Please state how many lines in the records contain the string "mongodb", with no words besides the number.

(MATERIAL FOR THIS TASK)

use chrono::{DateTime, Utc};
use futures::stream::TryStreamExt;
use mongodb::{
    bson::{doc, oid::ObjectId, DateTime as BsonDateTime},
    options::{FindOptions, UpdateOptions},
    Collection, Database,
};
use serde::{Deserialize, Serialize};

use crate::database::TRAINING_PROGRESS;
use crate::error::Result;
use crate::progress::reducer::Completion;

/// Per user, per training. The two flags are independent: a worksheet can be
/// submitted before the video is marked as watched.
#[derive(Clone, Debug, Deserialize, Serialize)]
pub struct TrainingProgress {
    #[serde(skip_serializing_if = "Option::is_none")]
    pub _id: Option<ObjectId>,
    pub user_id: ObjectId,
    pub training_id: ObjectId,
    #[serde(default)]
    pub video_completed: bool,
    #[serde(default)]
    pub worksheet_completed: bool,
    pub video_completed_at: Option<BsonDateTime>,
    pub worksheet_completed_at: Option<BsonDateTime>,
    pub created_at: BsonDateTime,
}
#[derive(Debug, Serialize)]
pub struct TrainingProgressResponse {
    pub training_id: String,
    pub video_completed: bool,
    pub worksheet_completed: bool,
    pub video_completed_at: Option<DateTime<Utc>>,
    pub worksheet_completed_at: Option<DateTime<Utc>>,
}

impl TrainingProgress {
    fn collection(db: &Database) -> Collection<TrainingProgress> {
        db.collection::<TrainingProgress>(TRAINING_PROGRESS)
    }

    /// Sets one completion flag, creating the progress document on first use.
    async fn mark(
        db: &Database,
        user_id: &ObjectId,
        training_id: &ObjectId,
        flag: &str,
        now: DateTime<Utc>,
    ) -> Result<()> {
        let now = BsonDateTime::from_chrono(now);
        let options = UpdateOptions::builder().upsert(true).build();
        let mut set = doc! {};
        set.insert(format!("{flag}_completed"), true);
        set.insert(format!("{flag}_completed_at"), now);

        Self::collection(db)
            .update_one(
                doc! { "user_id": user_id, "training_id": training_id },
                doc! {
                    "$set": set,
                    "$setOnInsert": { "created_at": now },
                },
                options,
            )
            .await?;
        Ok(())
    }
    pub async fn mark_video_completed(
        db: &Database,
        user_id: &ObjectId,
        training_id: &ObjectId,
        now: DateTime<Utc>,
    ) -> Result<()> {
        Self::mark(db, user_id, training_id, "video", now).await
    }
    pub async fn mark_worksheet_completed(
        db: &Database,
        user_id: &ObjectId,
        training_id: &ObjectId,
        now: DateTime<Utc>,
    ) -> Result<()> {
        Self::mark(db, user_id, training_id, "worksheet", now).await
    }
    pub async fn find_by_user(db: &Database, user_id: &ObjectId) -> Result<Vec<TrainingProgress>> {
        let cursor = Self::collection(db)
            .find(doc! { "user_id": user_id }, None)
            .await?;
        Ok(cursor.try_collect().await?)
    }
    /// Entries created, or whose video was watched, at or after `since`.
    pub async fn find_by_user_since(
        db: &Database,
        user_id: &ObjectId,
        since: DateTime<Utc>,
    ) -> Result<Vec<TrainingProgress>> {
        let since = BsonDateTime::from_chrono(since);
        let options = FindOptions::builder().sort(doc! { "created_at": 1 }).build();
        let cursor = Self::collection(db)
            .find(
                doc! {
                    "user_id": user_id,
                    "$or": [
                        { "created_at": { "$gte": since } },
                        { "video_completed_at": { "$gte": since } },
                    ],
                },
                options,
            )
            .await?;
        Ok(cursor.try_collect().await?)
    }
}

/// A training counts as done once its video was watched.
impl Completion for TrainingProgress {
    fn completed_at(&self) -> Option<DateTime<Utc>> {
        if self.video_completed {
            Some(self.video_completed_at.unwrap_or(self.created_at).to_chrono())
        } else {
            None
        }
    }
}

impl From<&TrainingProgress> for TrainingProgressResponse {
    fn from(progress: &TrainingProgress) -> Self {
        TrainingProgressResponse {
            training_id: progress.training_id.to_hex(),
            video_completed: progress.video_completed,
            worksheet_completed: progress.worksheet_completed,
            video_completed_at: progress.video_completed_at.map(|at| at.to_chrono()),
            worksheet_completed_at: progress.worksheet_completed_at.map(|at| at.to_chrono()),
        }
    }
}
//! In-memory [`ProgressSource`] and record builders for tests.

use std::collections::{HashMap, HashSet};

use async_trait::async_trait;
use chrono::{DateTime, Utc};
use mongodb::bson::{oid::ObjectId, DateTime as BsonDateTime};

use super::reducer::Completion;
use super::source::{ProgressSource, UserDirectory};
use crate::error::{AppError, Result};
use crate::models::{
    bold_action::{BoldAction, BoldActionStatus},
    standup::{Standup, StandupStatus},
    training_progress::TrainingProgress,
    user::{User, UserRole},
};

#[derive(Default)]
pub struct MemorySource {
    bold_actions: HashMap<ObjectId, Vec<BoldAction>>,
    standups: HashMap<ObjectId, Vec<Standup>>,
    training_progress: HashMap<ObjectId, Vec<TrainingProgress>>,
    users: Vec<User>,
    failing: HashSet<ObjectId>,
}

impl MemorySource {
    pub fn add_bold_action(&mut self, action: BoldAction) {
        self.bold_actions.entry(action.user_id).or_default().push(action);
    }
    pub fn add_standup(&mut self, standup: Standup) {
        self.standups
            .entry(standup.team_member_id)
            .or_default()
            .push(standup);
    }
    pub fn add_training_progress(&mut self, progress: TrainingProgress) {
        self.training_progress
            .entry(progress.user_id)
            .or_default()
            .push(progress);
    }
    pub fn add_user(&mut self, user: User) {
        self.users.push(user);
    }
    pub fn fail_for(&mut self, user_id: ObjectId) {
        self.failing.insert(user_id);
    }

    fn check(&self, user_id: &ObjectId) -> Result<()> {
        if self.failing.contains(user_id) {
            Err(AppError::Database("connection reset".to_string()))
        } else {
            Ok(())
        }
    }
}

/// Mirrors the store queries: a record matches when it started or finished
/// at or after `since`.
fn touched_since<R: Completion>(started: BsonDateTime, record: &R, since: DateTime<Utc>) -> bool {
    started.to_chrono() >= since || record.completed_at().is_some_and(|at| at >= since)
}

#[async_trait]
impl ProgressSource for MemorySource {
    async fn bold_actions_since(
        &self,
        user_id: &ObjectId,
        since: DateTime<Utc>,
    ) -> Result<Vec<BoldAction>> {
        self.check(user_id)?;
        Ok(self
            .bold_actions
            .get(user_id)
            .map(|actions| {
                actions
                    .iter()
                    .filter(|action| touched_since(action.created_at, *action, since))
                    .cloned()
                    .collect()
            })
            .unwrap_or_default())
    }

    async fn standups_since(
        &self,
        user_id: &ObjectId,
        since: DateTime<Utc>,
    ) -> Result<Vec<Standup>> {
        self.check(user_id)?;
        Ok(self
            .standups
            .get(user_id)
            .map(|standups| {
                standups
                    .iter()
                    .filter(|standup| touched_since(standup.scheduled_at, *standup, since))
                    .cloned()
                    .collect()
            })
            .unwrap_or_default())
    }

    async fn training_progress_since(
        &self,
        user_id: &ObjectId,
        since: DateTime<Utc>,
    ) -> Result<Vec<TrainingProgress>> {
        self.check(user_id)?;
        Ok(self
            .training_progress
            .get(user_id)
            .map(|progress| {
                progress
                    .iter()
                    .filter(|entry| touched_since(entry.created_at, *entry, since))
                    .cloned()
                    .collect()
            })
            .unwrap_or_default())
    }

    async fn completed_bold_action_count(&self, user_id: &ObjectId) -> Result<u32> {
        self.check(user_id)?;
        Ok(self
            .bold_actions
            .get(user_id)
            .map(|actions| {
                actions
                    .iter()
                    .filter(|action| action.status == BoldActionStatus::Completed)
                    .count() as u32
            })
            .unwrap_or(0))
    }
}

#[async_trait]
impl UserDirectory for MemorySource {
    async fn user(&self, user_id: &ObjectId) -> Result<Option<User>> {
        Ok(self.users.iter().find(|user| user._id == Some(*user_id)).cloned())
    }

    async fn user_by_auth_uid(&self, auth_uid: &str) -> Result<Option<User>> {
        Ok(self.users.iter().find(|user| user.auth_uid == auth_uid).cloned())
    }

    async fn company_users(&self, company_id: &ObjectId) -> Result<Vec<User>> {
        Ok(self
            .users
            .iter()
            .filter(|user| user.company_id == Some(*company_id))
            .cloned()
            .collect())
    }

    async fn team(&self, supervisor_id: &ObjectId) -> Result<Vec<User>> {
        Ok(self
            .users
            .iter()
            .filter(|user| user.supervisor_id == Some(*supervisor_id))
            .cloned()
            .collect())
    }
}

pub fn supervisor(name: &str, company_id: ObjectId) -> User {
    user(name, UserRole::Supervisor, company_id, None)
}

pub fn team_member(name: &str, company_id: ObjectId, supervisor: &User) -> User {
    user(name, UserRole::TeamMember, company_id, supervisor._id)
}

pub fn user(
    name: &str,
    role: UserRole,
    company_id: ObjectId,
    supervisor_id: Option<ObjectId>,
) -> User {
    User {
        _id: Some(ObjectId::new()),
        auth_uid: format!("uid-{name}"),
        name: name.to_string(),
        email: format!("{}@example.com", name.to_lowercase()),
        role,
        company_id: Some(company_id),
        supervisor_id,
        completed_trainings: 0,
        completed_worksheets: 0,
        completed_bold_actions: 0,
        overall_progress: 0.0,
    }
}

pub fn completed_bold_action(user_id: ObjectId, at: DateTime<Utc>) -> BoldAction {
    BoldAction {
        status: BoldActionStatus::Completed,
        completed_at: Some(BsonDateTime::from_chrono(at)),
        ..active_bold_action(user_id, at)
    }
}

pub fn active_bold_action(user_id: ObjectId, created: DateTime<Utc>) -> BoldAction {
    BoldAction {
        _id: Some(ObjectId::new()),
        user_id,
        training_id: None,
        action: "Lead the Monday huddle".to_string(),
        timeframe: "1 week".to_string(),
        actual_timeframe: None,
        reflection: None,
        status: BoldActionStatus::Active,
        created_at: BsonDateTime::from_chrono(created),
        completed_at: None,
    }
}

pub fn completed_standup(member: ObjectId, supervisor: ObjectId, at: DateTime<Utc>) -> Standup {
    Standup {
        _id: Some(ObjectId::new()),
        supervisor_id: supervisor,
        team_member_id: member,
        scheduled_at: BsonDateTime::from_chrono(at),
        meeting_link: "https://meet.example.com/standup".to_string(),
        status: StandupStatus::Completed,
        notes: None,
        created_at: BsonDateTime::from_chrono(at),
        completed_at: Some(BsonDateTime::from_chrono(at)),
    }
}

pub fn video_progress(user_id: ObjectId, at: DateTime<Utc>) -> TrainingProgress {
    TrainingProgress {
        _id: Some(ObjectId::new()),
        user_id,
        training_id: ObjectId::new(),
        video_completed: true,
        worksheet_completed: false,
        video_completed_at: Some(BsonDateTime::from_chrono(at)),
        worksheet_completed_at: None,
        created_at: BsonDateTime::from_chrono(at),
    }
}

(End MATERIAL FOR THIS TASK)

## RESULT
2